A Mealy machine performs actions on transitions. Each transition in a state machine may invoke a unique action.
Moore and Mealy state machines have their own advantages and disadvantages. But one of the great advantages of both is that they are not mutually exclusive, and these two models can be used together in the system.
The interior of the Moore state machine consists of three blocks:
- Next state block: a function of the current state and inputs to decide the next state.
- State Register: to store current state from next state.
- Output: depends on the current state.
Figure 2: Moore State Machine Architecture
Moore state machine has the following characteristics:
- Output value or action depends on current state: output = F(CurrentState);
- Significance is the state
- Input: when to change state
- Output: what to do while in that state
State Diagram for Moore State Machine
The state diagram of a Moore state machine is shown below:
State Transition Table for Moore State Machine
The state transition table of the above Moore state machine is shown below:
Table 2: State Transition Table for Moore State Machine
What are the difference between Moore and Mealy state machines? The following table shows the point the differences from a Moore machine to a Mealy machine:
|Moore State Machine||Mealy Sate Machine|
|Outputs depend on the current state only
outputs = F(currentState);
nextState = F(inputs, currentState);
|Outputs depend on the current state and the inputs
outputs = F(inputs, currentState);
nextState = F(inputs, currentState);
|Generally, it has more states than Mealy||Generally, it has fewer states than Moore|
|The output does not react immediately to input change (one clock cycle later)||Outputs have an immediate reaction to inputs|
|Output is placed on states||Output is placed on transitions|
|Easy to design||It is difficult to design|
Implement State Machine in C
The state machine for a stoplight controller is shown in Figure 5.

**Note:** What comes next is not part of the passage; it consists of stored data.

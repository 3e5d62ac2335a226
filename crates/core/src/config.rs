//! Configuration constants for font sample builds.

/// Directory searched for configurations when none are supplied.
pub const CONFIG_DIR: &str = "config";

/// Scratch directory the external tool writes font binaries into.
pub const BUILD_DIR: &str = "build";

/// Destination directory harvested font binaries accumulate in.
pub const FONT_DIR: &str = "fonts";

/// External font compilation tool for declarative configurations.
pub const FONT_TOOL: &str = "nanoemoji";

/// Interpreter used to run executable build scripts.
pub const SCRIPT_INTERPRETER: &str = "python3";

/// Glob matching the font binaries a build produces.
pub const FONT_PATTERN: &str = "*.[ot]tf";

/// Glob patterns used for configuration discovery, in discovery order.
pub const CONFIG_PATTERNS: &[&str] = &["*.toml", "*.py"];
//! CLI definitions and dispatch.

use std::path::PathBuf;

use anyhow::Result;
use clap::Parser;
use fontbuild_core::Orchestrator;

#[derive(Parser)]
#[command(name = "fontbuild")]
#[command(about = "Build font samples from nanoemoji configs and build scripts")]
pub struct Cli {
    /// Configuration files to build; defaults to everything in config/.
    pub configs: Vec<PathBuf>,
}

impl Cli {
    pub fn run(self) -> Result<()> {
        Orchestrator::new().run(&self.configs)
    }
}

Figure 5: Stoplight Controller
A state diagram can be implemented in three main ways: Nested Switch, the State Pattern, and State Tables.
State machines are a very useful programming model, especially when the system needs to act according to its history (state) and the environment (event). Implementing code using a state machine is very difficult to maintain because the system reacts differently depending on the state and event. Therefore, good documentation is very important.
State Machines v.s. Flowcharts
Maybe you will confuse state machines with flowcharts. The most important difference between state machines and flowcharts is that the state machines perform to next actions (state) only in response to explicit events, they are event-driven. In contrast, flowcharts do not need to be triggered by events; they are used to describe the progression of the task from beginning to end, step by step.
Figure 6: State Machine vs Flowchart
The distinction between state machines and flowcharts is especially important when analyzing system behavior. Because these two concepts represent two diametrically opposed programming paradigms: state machines are event-driven programming, and flowcharts are transformational programming.
When you design a state machine, you have to constantly think about available events (inputs). In contrast, events are not the first concern for flowcharts, but procedures.